Gençliğimde Türkiye'nin modern yüzü gibi yaşadım, öyle müzik yaptım, her kesime ulaştım. Bence yaşarken filmimi yapmazlar ama belki ölünce yaparlar.
Mutsuz olmayı çok seviyorum. Benim mutsuzluğum aslında mutluluk. Benim lugatımda mutluluk; acı çekmek, acıdan sonra çıkacağın ferahı daha hisli hissetmek.
Aşk benim için 25'de heyecan, 35'de sorumluluk demek. 45'ler aşkın en güzel dönemi...
Seçil'le (Gür) çok mutluyum, çocuk işi hiç belli olmaz. Ona "Hanım" diyorum saygıdan, zaten bizim ilişkimiz evlilik gibi. Seçil "Evlenelim" derse evlenirim. Ama zaten kızı seviyorum ve benim hayat arkadaşım. Hayatımın en temize, düze çıktığı zaman karşıma çıktı.

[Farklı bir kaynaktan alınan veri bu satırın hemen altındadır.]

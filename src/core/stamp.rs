//! Install stamps
//!
//! A stamp is written after a component's stage reaches `done` and records
//! what was installed: the source identity (tag or archive digest) and the
//! configure flags. A matching stamp lets a later run skip configure, build and
//! install for an up-to-date working copy.

use std::fs;
use std::path::Path;
use std::time::{SystemTime, UNIX_EPOCH};

use serde::{Deserialize, Serialize};
use thiserror::Error;

/// Stamp errors
#[derive(Error, Debug)]
pub enum StampError {
    /// Failed to read or write the stamp file
    #[error("IO error for stamp '{path}': {error}")]
    Io { path: String, error: String },

    /// Failed to encode the stamp
    #[error("Failed to encode stamp: {0}")]
    Encode(#[from] serde_json::Error),
}

/// What a completed stage installed
#[derive(Debug, Clone, PartialEq, Eq, Serialize, Deserialize)]
pub struct InstallStamp {
    /// Component name
    pub component: String,
    /// Tag for git sources, SHA-256 for archives
    pub source: String,
    /// Configure flags the component was built with
    pub flags: Vec<String>,
    /// Seconds since the Unix epoch
    #[serde(default)]
    pub installed_at: u64,
}

impl InstallStamp {
    /// Stamp for `component` built from `source` with `flags`
    pub fn new(component: &str, source: &str, flags: &[String]) -> Self {
        let installed_at = SystemTime::now()
            .duration_since(UNIX_EPOCH)
            .map(|d| d.as_secs())
            .unwrap_or_default();
        Self {
            component: component.to_string(),
            source: source.to_string(),
            flags: flags.to_vec(),
            installed_at,
        }
    }

    /// Load a stamp; a missing or unreadable stamp counts as absent
    pub fn load(path: &Path) -> Option<Self> {
        let content = fs::read_to_string(path).ok()?;
        match serde_json::from_str(&content) {
            Ok(stamp) => Some(stamp),
            Err(e) => {
                tracing::debug!("Ignoring malformed stamp {}: {e}", path.display());
                None
            }
        }
    }

    /// Write the stamp, creating its directory
    pub fn save(&self, path: &Path) -> Result<(), StampError> {
        let io_error = |e: std::io::Error| StampError::Io {
            path: path.display().to_string(),
            error: e.to_string(),
        };
        if let Some(parent) = path.parent() {
            fs::create_dir_all(parent).map_err(io_error)?;
        }
        let content = serde_json::to_string_pretty(self)?;
        fs::write(path, content).map_err(io_error)
    }

    /// Whether this stamp describes the same install as `source` + `flags`
    pub fn matches(&self, source: &str, flags: &[String]) -> bool {
        self.source == source && self.flags == flags
    }
}
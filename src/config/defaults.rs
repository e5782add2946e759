//! Default configuration values

/// Maximum number of download retry attempts
pub const MAX_DOWNLOAD_RETRIES: u32 = 3;

/// Base delay for download retry backoff (in milliseconds)
pub const DOWNLOAD_RETRY_DELAY_MS: u64 = 1000;

/// Tags requested per page from the tag listing API
pub const TAGS_PER_PAGE: usize = 100;

/// Upper bound on tag listing pages fetched in one run
pub const MAX_TAG_PAGES: usize = 20;

/// Tag markers that classify a release identifier as a prerelease
pub const PRERELEASE_MARKERS: &[&str] = &["dev", "rc", "alpha", "beta"];

/// Application directory name under the platform data/config dirs
pub const APP_NAME: &str = "ffstack";

/// Working copies live here, under the data directory
pub const SOURCES_SUBDIR: &str = "sources";

/// Install prefix for built libraries, under the data directory
pub const BUILD_SUBDIR: &str = "build";

/// Downloaded source archives, under the working-copy root
pub const ARCHIVES_SUBDIR: &str = "archives";

/// Install stamps, under the working-copy root
pub const STAMPS_SUBDIR: &str = "stamps";

/// Per-component toolchain logs, under the working-copy root
pub const LOGS_SUBDIR: &str = "logs";

/// Lock file serializing runs against one working-copy root
pub const LOCK_FILE_NAME: &str = ".ffstack.lock";

/// Marker written into a working copy recording what it was acquired at
pub const PIN_FILE_NAME: &str = ".ffstack-pin";

/// Configure flags every ffmpeg build receives
pub const FFMPEG_BASE_FLAGS: &[&str] = &["--pkg-config-flags=--static", "--extra-libs=-lpthread -lm"];
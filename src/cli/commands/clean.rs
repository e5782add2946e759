//! CLI implementation for `ffstack clean`
//!
//! Removes install stamps, or the whole working-copy tree with `--all`.

use anyhow::Result;

use crate::cli::output::{is_json, print_detail, print_json, print_success};
use crate::core::clean::clean;
use crate::core::global_config::Settings;
use crate::core::layout::WorkLayout;

/// Execute the clean command
pub fn execute(settings: &Settings, all: bool) -> Result<()> {
    let layout = WorkLayout::new(settings.work_dir.clone());
    let result = clean(&layout, all)?;

    if is_json() {
        return print_json(&result);
    }

    if result.removed.is_empty() {
        print_success("Nothing to clean");
    } else {
        print_success(&format!(
            "Cleaned {} ({:.1} MiB freed)",
            if all { "working copies" } else { "install stamps" },
            bytes_to_mib(result.bytes_freed)
        ));
        for path in &result.removed {
            print_detail(&format!("Removed {}", path.display()));
        }
    }

    Ok(())
}

#[allow(clippy::cast_precision_loss)]
fn bytes_to_mib(bytes: u64) -> f64 {
    bytes as f64 / (1024.0 * 1024.0)
}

Başarım Allah vergisi. Tornacıydım, babamla çalışıyordum ama bir anda nasıl çıktı anlayamıyorum.
Zamanında saatlerce İspanyolca ezberlerdim. 'Benden Adam Olmaz', 'Yaz Günü' ve 'Nar Çiçeği'ni İspanyolca okudum. Meksikalı bir müzik yapımcısı beni buldu, bir ay sonra Meksika'ya gittim, çok sevildim, konserler verdim, radyolara çıktım, hatta asker kaçağı oldum, sonra Türkiye'ye döndüm, hemen tutukladılar.
En iyi insanın bile içinde kötü düşünce vardır. İyiliğimin ekmeğini yedim ama benim de kötülüğüm vardır illa ki. Kötülüğüm olmasa bu hastalık başıma gelmezdi, bu hastalık bir uyarıydı.
Gençken çok yıpratıldım. Hüseyin Emre, Samsun Demir ve Polat Yağcı'dan destek gördüm.